Scientific American reports that after a nine year experiment, scientists in Japan might have created an atom of the element that would be 113. Two times before, this experiment has yielded results that the team thought would prove that they’d found the element, but each time, the evidence didn’t convince their peers. This time, though, the results “seem to answer all critics,” according to Scientific American.
But before credit goes to Japan, the U.S. and Russia will have something to say about it. They too have been working to capture the elusive 113 and claim to have created not three, but 56 atoms of it since 2003.
So goes the highly competitive and extremely difficult element creation business. Not a single one of those 56 sightings has been verified by the “independent committee of experts appointed to rule on such matters.” Yes, there are independent committees to rule on precisely who, when and how a new element has been spotted. The Japanese work has been focused on fusing bismuth and zinc, using a high powered accelerator.
This fusion is extremely unlikely. Over nine years, the beam has been switched on for a total of 553 days, during which time 130 quintillion (1.3 × 1020) atoms of zinc have been fired at the bismuth target. Indeed, says Morita, the team knew that success would be unlikely from the start: they calculated that they would see only 3–6 successes in every 100 quintillion attempts.

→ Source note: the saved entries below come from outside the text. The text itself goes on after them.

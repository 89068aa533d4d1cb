use iced::mouse;
use iced::widget::canvas::{self, Action, Event, Frame, Geometry};
use iced::{Color, Point, Rectangle, Renderer, Size, Theme};

use crate::surface::Scene;

/// Replays the scene painted by the last frame and reports pointer input
/// and size changes back to the widget.
pub struct SceneCanvas<'a> {
    scene: &'a Scene,
    background: Color,
}

/// Interactions on the drawing surface. X coordinates are relative to its left edge.
#[derive(Debug, Clone)]
pub enum CanvasMessage {
    Resized(Size),
    PointerDown(f32),
    PointerMoved(f32),
    PointerUp(f32),
}

#[derive(Debug, Default)]
pub struct CanvasState {
    size: Option<Size>,
    pressed: bool,
}

impl<'a> SceneCanvas<'a> {
    pub fn new(scene: &'a Scene) -> Self {
        Self {
            scene,
            background: Color::from_rgb(0.12, 0.12, 0.15),
        }
    }
}

impl canvas::Program<CanvasMessage> for SceneCanvas<'_> {
    type State = CanvasState;

    fn draw(
        &self,
        _state: &Self::State,
        renderer: &Renderer,
        _theme: &Theme,
        bounds: Rectangle,
        _cursor: mouse::Cursor,
    ) -> Vec<Geometry> {
        let mut frame = Frame::new(renderer, bounds.size());
        frame.fill_rectangle(Point::ORIGIN, bounds.size(), self.background);

        for rect in self.scene.rects() {
            frame.fill_rectangle(
                Point::new(rect.bounds.x, rect.bounds.y),
                Size::new(rect.bounds.width, rect.bounds.height),
                rect.color,
            );
        }

        vec![frame.into_geometry()]
    }

    fn update(
        &self,
        state: &mut Self::State,
        event: &Event,
        bounds: Rectangle,
        cursor: mouse::Cursor,
    ) -> Option<Action<CanvasMessage>> {
        match event {
            Event::Mouse(mouse::Event::ButtonPressed(mouse::Button::Left)) => {
                let pos = cursor.position_in(bounds)?;
                state.pressed = true;
                return Some(Action::publish(CanvasMessage::PointerDown(pos.x)).and_capture());
            }
            Event::Mouse(mouse::Event::CursorMoved { .. }) if state.pressed => {
                // Keep tracking outside the bounds; the seek clamps.
                let x = cursor.position()?.x - bounds.x;
                return Some(Action::publish(CanvasMessage::PointerMoved(x)).and_capture());
            }
            Event::Mouse(mouse::Event::ButtonReleased(mouse::Button::Left)) if state.pressed => {
                state.pressed = false;
                let x = cursor.position()?.x - bounds.x;
                return Some(Action::publish(CanvasMessage::PointerUp(x)).and_capture());
            }
            _ => {}
        }

        let size = bounds.size();
        if state.size != Some(size) {
            state.size = Some(size);
            return Some(Action::publish(CanvasMessage::Resized(size)));
        }
        None
    }
}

In the United States, they’ve taken a different approach. They bashed calcium into americium, creating element 115, and as that element decayed they claimed to see 113. This method is far easier than the Japanese experiment. It works over and over. But these decaying isotopes haven’t been studied before, and the decay creates 113 for a fleeting moment. Which makes it very hard to catch in the act.
In fact, elements 112, 114 and 116 have all been named, with their odd neighbors missing. It will take some experts and some reviewing to figure out who, if anyone, found those missing pieces. Scientific American writes:
Ultimately, naming rights will depend on the committee’s decision. Paul Karol, a chemist at Carnegie Mellon University in Pittsburgh, Pennsylvania, who was on the technical committee that turned down 113 and 115 last year, says that the panel will now consider both groups’ claims. No one should get their hopes up for a speedy resolution: last year’s report took three years from experiments to decision. But Karol says that was an exceptional delay and this review will be faster.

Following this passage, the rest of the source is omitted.